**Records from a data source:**
____________________

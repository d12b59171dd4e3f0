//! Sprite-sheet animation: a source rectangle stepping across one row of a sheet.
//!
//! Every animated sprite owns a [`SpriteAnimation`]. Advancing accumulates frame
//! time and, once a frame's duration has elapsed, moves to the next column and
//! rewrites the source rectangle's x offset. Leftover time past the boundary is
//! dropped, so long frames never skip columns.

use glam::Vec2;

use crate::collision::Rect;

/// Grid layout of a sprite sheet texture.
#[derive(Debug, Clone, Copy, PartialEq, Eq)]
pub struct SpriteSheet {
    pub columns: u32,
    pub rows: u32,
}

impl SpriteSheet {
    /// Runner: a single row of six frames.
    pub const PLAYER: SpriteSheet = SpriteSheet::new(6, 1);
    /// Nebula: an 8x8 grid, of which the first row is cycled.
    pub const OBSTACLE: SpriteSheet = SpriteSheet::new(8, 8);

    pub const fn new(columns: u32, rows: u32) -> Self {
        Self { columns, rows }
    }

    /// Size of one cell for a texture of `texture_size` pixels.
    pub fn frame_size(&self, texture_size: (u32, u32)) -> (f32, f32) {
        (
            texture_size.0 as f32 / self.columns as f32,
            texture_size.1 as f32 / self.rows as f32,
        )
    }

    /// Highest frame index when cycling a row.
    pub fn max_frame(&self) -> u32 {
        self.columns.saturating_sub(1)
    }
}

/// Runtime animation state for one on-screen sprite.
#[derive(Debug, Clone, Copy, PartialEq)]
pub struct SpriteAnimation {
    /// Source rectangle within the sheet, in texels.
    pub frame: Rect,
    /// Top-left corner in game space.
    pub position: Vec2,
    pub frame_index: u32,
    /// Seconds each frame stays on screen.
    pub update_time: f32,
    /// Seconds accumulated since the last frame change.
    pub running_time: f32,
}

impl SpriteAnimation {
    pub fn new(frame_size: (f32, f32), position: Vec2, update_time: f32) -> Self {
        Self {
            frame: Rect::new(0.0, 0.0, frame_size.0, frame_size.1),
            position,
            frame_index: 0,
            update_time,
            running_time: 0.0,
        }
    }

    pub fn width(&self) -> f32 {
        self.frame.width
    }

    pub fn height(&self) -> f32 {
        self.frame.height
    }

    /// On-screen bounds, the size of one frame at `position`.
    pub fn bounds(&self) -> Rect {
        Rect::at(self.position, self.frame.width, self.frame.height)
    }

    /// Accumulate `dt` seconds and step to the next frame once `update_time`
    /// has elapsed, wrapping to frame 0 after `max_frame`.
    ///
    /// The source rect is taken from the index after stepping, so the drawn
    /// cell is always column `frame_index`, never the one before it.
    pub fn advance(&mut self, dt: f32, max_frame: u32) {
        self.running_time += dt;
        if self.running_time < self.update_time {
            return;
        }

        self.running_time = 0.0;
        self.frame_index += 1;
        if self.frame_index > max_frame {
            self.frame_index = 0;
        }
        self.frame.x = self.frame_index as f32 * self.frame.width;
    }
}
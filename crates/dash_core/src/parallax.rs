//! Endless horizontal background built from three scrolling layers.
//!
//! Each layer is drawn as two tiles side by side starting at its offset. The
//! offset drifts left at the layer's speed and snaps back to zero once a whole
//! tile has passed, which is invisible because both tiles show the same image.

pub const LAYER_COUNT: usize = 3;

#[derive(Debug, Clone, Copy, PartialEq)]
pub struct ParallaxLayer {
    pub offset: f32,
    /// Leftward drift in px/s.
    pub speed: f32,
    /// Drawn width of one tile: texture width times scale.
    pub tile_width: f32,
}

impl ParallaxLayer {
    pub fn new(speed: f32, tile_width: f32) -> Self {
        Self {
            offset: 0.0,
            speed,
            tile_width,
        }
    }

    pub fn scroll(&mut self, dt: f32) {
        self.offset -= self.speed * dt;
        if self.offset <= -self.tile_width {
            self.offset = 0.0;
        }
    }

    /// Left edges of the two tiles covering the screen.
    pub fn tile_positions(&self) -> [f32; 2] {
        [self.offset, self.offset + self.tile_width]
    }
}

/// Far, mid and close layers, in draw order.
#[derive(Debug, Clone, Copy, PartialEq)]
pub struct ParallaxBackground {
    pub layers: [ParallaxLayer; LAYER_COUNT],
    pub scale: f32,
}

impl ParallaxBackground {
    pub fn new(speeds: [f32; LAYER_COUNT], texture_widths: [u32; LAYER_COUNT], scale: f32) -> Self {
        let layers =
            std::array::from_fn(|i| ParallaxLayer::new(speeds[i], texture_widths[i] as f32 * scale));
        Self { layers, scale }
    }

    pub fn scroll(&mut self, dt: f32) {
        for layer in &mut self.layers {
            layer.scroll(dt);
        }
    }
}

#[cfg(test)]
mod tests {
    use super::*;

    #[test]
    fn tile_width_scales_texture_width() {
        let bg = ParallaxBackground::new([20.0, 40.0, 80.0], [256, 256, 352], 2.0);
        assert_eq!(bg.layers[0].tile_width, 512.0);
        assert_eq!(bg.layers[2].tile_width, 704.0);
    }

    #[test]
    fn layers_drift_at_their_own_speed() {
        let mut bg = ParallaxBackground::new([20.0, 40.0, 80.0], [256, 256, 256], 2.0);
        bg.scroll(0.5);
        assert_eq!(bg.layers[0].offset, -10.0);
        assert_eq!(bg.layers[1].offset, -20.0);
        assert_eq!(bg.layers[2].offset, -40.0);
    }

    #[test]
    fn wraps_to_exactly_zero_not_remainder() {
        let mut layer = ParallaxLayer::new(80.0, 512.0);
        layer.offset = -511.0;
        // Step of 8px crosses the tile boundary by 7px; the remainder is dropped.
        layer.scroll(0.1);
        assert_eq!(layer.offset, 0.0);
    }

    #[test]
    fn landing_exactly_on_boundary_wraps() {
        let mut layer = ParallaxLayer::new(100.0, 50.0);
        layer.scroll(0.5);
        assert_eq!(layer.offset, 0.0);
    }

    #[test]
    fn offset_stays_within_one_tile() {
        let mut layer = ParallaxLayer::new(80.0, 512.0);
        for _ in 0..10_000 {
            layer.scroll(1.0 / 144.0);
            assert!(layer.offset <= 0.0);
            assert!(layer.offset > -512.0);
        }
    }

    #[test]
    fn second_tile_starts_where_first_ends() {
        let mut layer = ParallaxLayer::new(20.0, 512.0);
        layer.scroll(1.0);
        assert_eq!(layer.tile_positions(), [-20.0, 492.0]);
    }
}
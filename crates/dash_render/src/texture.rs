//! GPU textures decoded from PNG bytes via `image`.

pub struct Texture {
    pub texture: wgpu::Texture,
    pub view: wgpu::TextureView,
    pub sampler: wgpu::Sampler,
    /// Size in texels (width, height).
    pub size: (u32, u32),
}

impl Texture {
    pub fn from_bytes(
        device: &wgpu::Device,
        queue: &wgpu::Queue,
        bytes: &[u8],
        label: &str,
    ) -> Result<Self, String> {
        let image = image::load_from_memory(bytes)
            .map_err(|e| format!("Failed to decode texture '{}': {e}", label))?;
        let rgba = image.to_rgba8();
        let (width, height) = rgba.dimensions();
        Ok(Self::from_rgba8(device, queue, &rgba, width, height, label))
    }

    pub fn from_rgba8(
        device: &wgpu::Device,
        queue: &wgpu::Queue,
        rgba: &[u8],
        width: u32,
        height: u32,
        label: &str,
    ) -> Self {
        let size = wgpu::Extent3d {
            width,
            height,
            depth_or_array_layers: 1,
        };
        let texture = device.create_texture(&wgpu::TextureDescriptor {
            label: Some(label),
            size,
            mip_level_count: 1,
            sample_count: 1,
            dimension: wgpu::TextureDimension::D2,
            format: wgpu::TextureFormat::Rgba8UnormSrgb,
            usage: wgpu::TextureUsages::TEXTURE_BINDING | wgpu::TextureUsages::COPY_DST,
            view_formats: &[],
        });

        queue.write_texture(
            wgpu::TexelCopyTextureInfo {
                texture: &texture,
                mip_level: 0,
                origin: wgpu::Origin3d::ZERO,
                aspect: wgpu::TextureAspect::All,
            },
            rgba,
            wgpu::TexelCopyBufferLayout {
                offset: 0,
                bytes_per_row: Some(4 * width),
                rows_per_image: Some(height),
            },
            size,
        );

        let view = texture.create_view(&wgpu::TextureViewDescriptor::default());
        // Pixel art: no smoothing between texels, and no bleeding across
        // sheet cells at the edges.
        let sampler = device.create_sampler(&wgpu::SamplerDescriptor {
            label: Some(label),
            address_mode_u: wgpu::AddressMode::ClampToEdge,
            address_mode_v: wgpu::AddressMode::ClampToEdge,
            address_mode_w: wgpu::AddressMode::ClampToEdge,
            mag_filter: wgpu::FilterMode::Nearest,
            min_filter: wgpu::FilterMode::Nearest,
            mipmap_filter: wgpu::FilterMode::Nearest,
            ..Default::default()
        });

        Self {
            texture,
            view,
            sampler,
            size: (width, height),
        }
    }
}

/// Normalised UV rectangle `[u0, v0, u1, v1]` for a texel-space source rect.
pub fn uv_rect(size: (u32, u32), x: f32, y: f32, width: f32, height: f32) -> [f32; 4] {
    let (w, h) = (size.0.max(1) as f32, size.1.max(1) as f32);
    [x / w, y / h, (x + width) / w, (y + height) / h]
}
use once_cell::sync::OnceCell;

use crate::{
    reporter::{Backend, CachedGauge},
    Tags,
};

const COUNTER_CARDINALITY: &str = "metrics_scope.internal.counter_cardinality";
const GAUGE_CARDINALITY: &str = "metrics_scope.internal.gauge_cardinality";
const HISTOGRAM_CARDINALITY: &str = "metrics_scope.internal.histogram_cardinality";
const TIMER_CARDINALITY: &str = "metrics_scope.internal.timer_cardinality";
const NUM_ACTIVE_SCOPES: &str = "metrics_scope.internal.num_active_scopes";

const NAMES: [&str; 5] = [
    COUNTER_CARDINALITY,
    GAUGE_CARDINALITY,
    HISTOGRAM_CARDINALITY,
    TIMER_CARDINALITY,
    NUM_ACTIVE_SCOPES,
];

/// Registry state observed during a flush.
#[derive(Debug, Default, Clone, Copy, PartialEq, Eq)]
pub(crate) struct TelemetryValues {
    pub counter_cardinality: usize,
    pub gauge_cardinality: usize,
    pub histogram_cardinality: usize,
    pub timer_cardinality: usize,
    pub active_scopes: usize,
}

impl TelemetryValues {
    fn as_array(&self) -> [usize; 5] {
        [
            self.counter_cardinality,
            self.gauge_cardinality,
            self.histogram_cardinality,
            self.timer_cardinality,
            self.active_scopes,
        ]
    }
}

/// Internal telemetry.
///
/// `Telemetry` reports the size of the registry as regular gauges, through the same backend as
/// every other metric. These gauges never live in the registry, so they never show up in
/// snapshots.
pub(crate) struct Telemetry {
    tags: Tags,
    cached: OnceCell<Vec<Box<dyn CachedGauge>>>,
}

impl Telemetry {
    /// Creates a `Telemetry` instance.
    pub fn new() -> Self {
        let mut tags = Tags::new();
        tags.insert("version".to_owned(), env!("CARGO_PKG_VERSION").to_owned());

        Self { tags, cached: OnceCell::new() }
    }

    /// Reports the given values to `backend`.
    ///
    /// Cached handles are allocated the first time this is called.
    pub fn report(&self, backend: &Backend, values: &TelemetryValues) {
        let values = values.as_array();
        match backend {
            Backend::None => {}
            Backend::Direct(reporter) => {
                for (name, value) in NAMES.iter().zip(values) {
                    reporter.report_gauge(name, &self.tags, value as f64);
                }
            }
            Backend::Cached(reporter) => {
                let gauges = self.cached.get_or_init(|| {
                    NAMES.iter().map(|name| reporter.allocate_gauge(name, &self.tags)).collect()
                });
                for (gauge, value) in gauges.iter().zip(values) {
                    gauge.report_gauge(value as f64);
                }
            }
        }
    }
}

____________________

The answer must consist of each line from the data that includes the string "device".

**COMPLETED EXERCISE:**
        device: &wgpu::Device,
        Ok(Self::from_rgba8(device, queue, &rgba, width, height, label))
        device: &wgpu::Device,
        let texture = device.create_texture(&wgpu::TextureDescriptor {
        let sampler = device.create_sampler(&wgpu::SamplerDescriptor {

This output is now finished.